Haïti est confrontée à une crise environnementale majeure, longtemps ignorée mais désormais impossible à cacher. Déchets envahissant les rues, montagnes déboisées, cours d’eau pollués et inondations à répétition : de l’est à l’ouest, du nord au sud, la dégradation de l’environnement affecte le quotidien des populations. Mais cette crise ne se limite pas à l’écologie : elle menace la santé publique, fragilise l’économie et compromet l’avenir du pays, rendant urgente la recherche de solutions durables.
Dans ce contexte, la transition vers une économie circulaire apparaît comme une urgence stratégique. Elle offre non seulement une réponse concrète à la crise environnementale, mais ouvre également des perspectives en matière d’emplois et de justice sociale. L’économie circulaire repose sur un principe simple : limiter le gaspillage en donnant plusieurs vies aux ressources. Contrairement au modèle linéaire « produire, consommer, jeter », elle privilégie la réduction des déchets à la source, la réutilisation, la réparation et le recyclage.

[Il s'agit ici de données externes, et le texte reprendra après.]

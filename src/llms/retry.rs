//! Bounded retry with exponential backoff around a single backend call.
//!
//! Only `RateLimited`, `Timeout` and `ServerError` are retried. A
//! `Retry-After` hint from the server replaces the computed delay for that
//! attempt, still capped at `max_backoff_ms`.

use std::time::Duration;

use serde::{Deserialize, Serialize};

use crate::conversation::Conversation;
use crate::errors::BackendError;
use crate::llms::backend::{generate_call_id, ModelBackend};

#[derive(Debug, Clone, PartialEq, Eq, Serialize, Deserialize)]
#[serde(default)]
pub struct RetryPolicy {
    /// Total attempts, including the first one.
    pub max_attempts: u32,
    pub initial_backoff_ms: u64,
    pub max_backoff_ms: u64,
}

impl Default for RetryPolicy {
    fn default() -> Self {
        Self {
            max_attempts: 3,
            initial_backoff_ms: 1000,
            max_backoff_ms: 30_000,
        }
    }
}

impl RetryPolicy {
    /// Delay before attempt `attempt + 1`, where `attempt` is 1-based.
    pub fn backoff(&self, attempt: u32) -> Duration {
        let factor = 1u64.checked_shl(attempt.saturating_sub(1)).unwrap_or(u64::MAX);
        let ms = self.initial_backoff_ms.saturating_mul(factor);
        Duration::from_millis(ms.min(self.max_backoff_ms))
    }

    fn delay_for(&self, attempt: u32, err: &BackendError) -> Duration {
        let cap = Duration::from_millis(self.max_backoff_ms);
        match err.retry_after() {
            Some(hint) => hint.min(cap),
            None => self.backoff(attempt),
        }
    }
}

/// Call `backend`, retrying transient failures according to `policy`.
///
/// Returns the last error once attempts are exhausted, or immediately for
/// errors that are not retryable.
pub async fn complete_with_retry(
    backend: &dyn ModelBackend,
    conversation: &Conversation,
    policy: &RetryPolicy,
) -> Result<String, BackendError> {
    let call_id = generate_call_id();
    let max_attempts = policy.max_attempts.max(1);
    let mut attempt = 1;

    loop {
        match backend.complete(conversation).await {
            Ok(text) => {
                if attempt > 1 {
                    log::debug!(
                        "[{}] {} succeeded on attempt {}",
                        call_id,
                        backend.name(),
                        attempt
                    );
                }
                return Ok(text);
            }
            Err(err) if !err.is_retryable() || attempt >= max_attempts => {
                log::debug!(
                    "[{}] {} giving up after {} attempt(s): {}",
                    call_id,
                    backend.name(),
                    attempt,
                    err
                );
                return Err(err);
            }
            Err(err) => {
                let delay = policy.delay_for(attempt, &err);
                log::warn!(
                    "[{}] {} attempt {}/{} failed ({}), retrying in {:?}",
                    call_id,
                    backend.name(),
                    attempt,
                    max_attempts,
                    err,
                    delay
                );
                tokio::time::sleep(delay).await;
                attempt += 1;
            }
        }
    }
}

Pour Haïti, ce changement de cap pourrait avoir des effets immédiats. Il permettrait de réduire la pollution de l’air, de l’eau et des sols, d’alléger les coûts liés à la gestion des déchets et de dynamiser l’économie locale. Surtout, il pourrait générer des milliers d’emplois verts dans la collecte, le tri et la valorisation des déchets. Loin d’être une utopie, l’économie circulaire s’impose aujourd’hui comme une piste crédible pour un développement plus sain, résilient et adapté aux réalités haïtiennes.
Mais la transition écologique ne peut réussir sans action concertée. L’État doit assumer son rôle de chef d’orchestre : appliquer et faire respecter les lois environnementales, moderniser la gestion des déchets, investir dans le recyclage et le compostage, intégrer l’éducation environnementale et soutenir les initiatives vertes. L’environnement doit devenir une priorité nationale, au même titre que la sécurité. Sans cadre légal fort ni volonté politique réelle, toute transition écologique restera un vœu pieux.

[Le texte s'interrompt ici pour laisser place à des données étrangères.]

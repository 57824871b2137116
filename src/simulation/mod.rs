//! Response simulation: cell execution, reply parsing and the driver that
//! runs the persona × model × condition × instrument cross product.

pub mod cell;
pub mod control;
pub mod driver;
pub mod parser;

pub use cell::{run_cell, CellInput};
pub use control::RunControl;
pub use driver::{RunReport, SimulationDriver};
pub use parser::{parse_single, parse_turn};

Parallèlement, les entreprises haïtiennes, grandes comme petites, ont un rôle clé. Elles peuvent être à la fois productrices de déchets et actrices de solutions innovantes. Adopter l’économie circulaire, pour elles, c’est réduire le plastique et les emballages superflus, privilégier les matières recyclées et locales, optimiser l’eau et l’énergie, valoriser les déchets et sensibiliser employés et partenaires. Au-delà de la responsabilité morale, c’est un choix stratégique : moins de gaspillage, plus d’efficacité, meilleure image de marque et compétitivité renforcée.

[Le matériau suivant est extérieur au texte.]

//! Context-management conditions and the turn plans they produce.
//!
//! | Condition | Turns | Reset |
//! |-----------|-------|-------|
//! | 1, question-level | one per question | before every turn |
//! | 2, scale-level | one per scale | before every turn |
//! | 3, full-context | one for the instrument, scales and subscales shuffled | never |

use std::fmt;
use std::str::FromStr;

use rand::seq::SliceRandom;
use rand::SeedableRng;
use rand_chacha::ChaCha8Rng;
use serde::{Deserialize, Serialize};

use crate::instrument::{Instrument, QuestionRef};

#[derive(Debug, Clone, Copy, PartialEq, Eq, Hash, PartialOrd, Ord, Serialize, Deserialize)]
#[serde(rename_all = "snake_case")]
pub enum Condition {
    #[serde(alias = "condition_1")]
    QuestionLevel,
    #[serde(alias = "condition_2")]
    ScaleLevel,
    #[serde(alias = "condition_3")]
    FullContext,
}

impl Condition {
    pub const ALL: [Condition; 3] = [Self::QuestionLevel, Self::ScaleLevel, Self::FullContext];

    pub fn number(&self) -> u8 {
        match self {
            Self::QuestionLevel => 1,
            Self::ScaleLevel => 2,
            Self::FullContext => 3,
        }
    }

    pub fn from_number(n: u8) -> Option<Self> {
        Self::ALL.into_iter().find(|c| c.number() == n)
    }

    /// Key used in the result map and CSV file names, e.g. `condition_2`.
    pub fn key(&self) -> String {
        format!("condition_{}", self.number())
    }

    pub fn from_key(key: &str) -> Option<Self> {
        key.strip_prefix("condition_")
            .and_then(|n| n.parse().ok())
            .and_then(Self::from_number)
    }

    /// Produce the ordered turns for one (persona, model, instrument) cell.
    ///
    /// `seed` only affects `FullContext`.
    pub fn plan<'a>(&self, instrument: &'a Instrument, seed: u64) -> Vec<Turn<'a>> {
        match self {
            Self::QuestionLevel => instrument
                .questions()
                .map(|q| Turn {
                    reset: true,
                    questions: vec![q],
                })
                .collect(),
            Self::ScaleLevel => instrument
                .scales
                .iter()
                .map(|scale| Turn {
                    reset: true,
                    questions: scale
                        .subscales
                        .iter()
                        .flat_map(|subscale| {
                            subscale.questions.iter().map(move |question| QuestionRef {
                                scale,
                                subscale,
                                question,
                            })
                        })
                        .collect(),
                })
                .collect(),
            Self::FullContext => {
                let mut rng = ChaCha8Rng::seed_from_u64(seed);
                let mut scales: Vec<_> = instrument.scales.iter().collect();
                scales.shuffle(&mut rng);

                let mut questions = Vec::with_capacity(instrument.question_count());
                for scale in scales {
                    let mut subscales: Vec<_> = scale.subscales.iter().collect();
                    subscales.shuffle(&mut rng);
                    for subscale in subscales {
                        questions.extend(subscale.questions.iter().map(|question| QuestionRef {
                            scale,
                            subscale,
                            question,
                        }));
                    }
                }
                vec![Turn {
                    reset: true,
                    questions,
                }]
            }
        }
    }
}

impl fmt::Display for Condition {
    fn fmt(&self, f: &mut fmt::Formatter<'_>) -> fmt::Result {
        write!(f, "condition_{}", self.number())
    }
}

impl FromStr for Condition {
    type Err = String;

    /// Accepts `1`, `condition_1` or `question_level` style names.
    fn from_str(s: &str) -> Result<Self, Self::Err> {
        let s = s.trim();
        if let Some(c) = s.parse::<u8>().ok().and_then(Self::from_number) {
            return Ok(c);
        }
        if let Some(c) = Self::from_key(s) {
            return Ok(c);
        }
        match s {
            "question_level" => Ok(Self::QuestionLevel),
            "scale_level" => Ok(Self::ScaleLevel),
            "full_context" => Ok(Self::FullContext),
            other => Err(format!("unknown condition '{}'", other)),
        }
    }
}

/// One request/response exchange.
///
/// `reset` is true when the turn must start from a fresh conversation. The
/// first turn of every plan resets, since each cell owns a new conversation.
#[derive(Debug, Clone)]
pub struct Turn<'a> {
    pub reset: bool,
    pub questions: Vec<QuestionRef<'a>>,
}

/// 64-bit FNV-1a over `parts`, with a separator byte between parts so that
/// `["ab", "c"]` and `["a", "bc"]` hash differently.
pub(crate) fn fnv1a(parts: &[&[u8]]) -> u64 {
    const OFFSET: u64 = 0xcbf2_9ce4_8422_2325;
    const PRIME: u64 = 0x0000_0100_0000_01b3;

    let mut hash = OFFSET;
    for (i, part) in parts.iter().enumerate() {
        if i > 0 {
            hash ^= 0xff;
            hash = hash.wrapping_mul(PRIME);
        }
        for byte in part.iter() {
            hash ^= u64::from(*byte);
            hash = hash.wrapping_mul(PRIME);
        }
    }
    hash
}

/// Derive the per-cell ordering seed from the run seed.
///
/// Stable across platforms and compiler versions.
pub fn derive_seed(base: u64, persona_id: u64, model: &str, instrument: &str) -> u64 {
    fnv1a(&[
        &base.to_le_bytes(),
        &persona_id.to_le_bytes(),
        model.as_bytes(),
        instrument.as_bytes(),
    ])
}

Enfin, aucun pays ne peut réussir sa transition écologique sans mobilisation citoyenne. Chaque Haïtien, par ses gestes quotidiens, peut devenir acteur du changement : trier ses déchets, composter, ne rien jeter dans les ravines ou rivières, planter et protéger les arbres, promouvoir la propreté dans son quartier et son école. Multipliés par des millions, ces gestes simples constituent une révolution silencieuse, essentielle pour transformer le pays.
Ainsi, la responsabilité est partagée. L’État fixe les règles et les infrastructures, les entreprises innovent et transforment leurs pratiques, et les citoyens s’engagent dans leur quotidien. Ensemble, ils peuvent transformer les déchets en opportunités, protéger la santé publique et bâtir un pays plus juste, plus prospère et plus résilient.
Haïti est à la croisée des chemins. Continuer dans l’inaction, c’est accepter la dégradation continue de notre cadre de vie. S’engager dans la protection de l’environnement et l’économie circulaire, c’est choisir un développement souverain, inclusif et durable. Agir aujourd’hui, c’est sauver Haïti demain.